Run codegen once at build time when you don't want the generated files in source control:

{
  "scripts": {
    "predev":   "doctreen codegen types --from ./openapi.json --out src/api/types.d.ts",
    "prebuild": "doctreen codegen types --from ./openapi.json --out src/api/types.d.ts"
  }
}

Monorepo

Frontend consuming a sibling backend? Point --from at the backend's exported openapi.json (checked into the backend package on each release), keep the generated client in the frontend package, and bump together. The output is stable byte-for-byte, so diffs are reviewable.

# In the frontend package
doctreen codegen types  --from ../backend/openapi.json --out src/api/types.d.ts
doctreen codegen client --from ../backend/openapi.json --out src/api/client.ts \
                        --base-url "$VITE_API_URL"

Check in vs. regenerate

Both work. Check in when you want PRs that touch the API surface to show up as visible changes to consumers — useful in monorepos and small teams. Regenerate at build time when the backend lives in another repo and you'd rather not couple a release to a frontend commit.

Flags

FlagPurpose
--from <src>URL (auto-appends /openapi.json) or local JSON file. Required.
--out <path>Output file. Required.
--base-url <url>Default baseUrl baked into the generated client (client only).
--types-import <path>Module path the client imports types from. Default ./types.
--watch [ms]Re-generate on change. URL poll interval in ms (default 2000).

Programmatic API

const { generateTypes, generateClient, loadOpenApiDoc } = require('doctreen/codegen');

const doc = await loadOpenApiDoc('http://localhost:3000/docs');
// or: const doc = JSON.parse(fs.readFileSync('./openapi.json', 'utf8'));

const types  = generateTypes(doc);
const client = generateClient(doc, {
  baseUrl: 'https://api.example.com',
  typesImportPath: './types',
});

require('fs').writeFileSync('src/api/types.d.ts', types);
require('fs').writeFileSync('src/api/client.ts',  client);

Useful when you want to wire codegen into a larger build script — post-process the output, generate per-tenant clients with different base URLs, or fold codegen into a Nx / Turborepo task graph.

Notes & limitations

  • OpenAPI input only.
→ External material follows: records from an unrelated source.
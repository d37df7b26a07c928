use axum::{
    extract::{Query, State},
    routing::get,
    Json, Router,
};
use chrono::{NaiveDate, Utc};
use serde::Deserialize;

use crate::api::middleware::session::AppState;
use crate::error::Result;
use crate::models::attendance::{Attendance, AttendanceWithMember};

#[derive(Debug, Deserialize)]
pub struct AttendanceParams {
    /// Local calendar day (YYYY-MM-DD); defaults to today.
    pub date: Option<NaiveDate>,
}

async fn list_attendance(
    State(state): State<AppState>,
    Query(params): Query<AttendanceParams>,
) -> Result<Json<Vec<AttendanceWithMember>>> {
    let day = params
        .date
        .unwrap_or_else(|| state.local_time.local_day(Utc::now()));
    let (from, to) = state.local_time.day_bounds(day);

    let rows = Attendance::list_in_range(&state.pool, from, to).await?;
    Ok(Json(rows))
}

pub fn router() -> Router<AppState> {
    Router::new().route("/attendance", get(list_attendance))
}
The CLI reads /openapi.json, not the live registry. This keeps the input surface uniform across frameworks and lets the same command target non-DocTreen OpenAPI docs.
  • Output is byte-stable. Same input doc → same output bytes. Safe to check in; diffs are reviewable.
  • JSON only. Request and response bodies are typed from the application/json media type. Operations that only declare multipart/form-data or application/octet-stream get an empty body / unknown response — call those via fetch directly.
  • No discriminated unions yet. oneOf with a discriminator becomes a plain TypeScript union — you still need to narrow by inspecting fields. A future release will emit a discriminator-aware union when the spec provides one.
  • No branded types for format. string with format: 'date-time' stays string. A separate opt-in flag for branded date / uuid / email types is on the roadmap.
  • No retries or caching. Those belong in the fetch you inject, not in the generated client.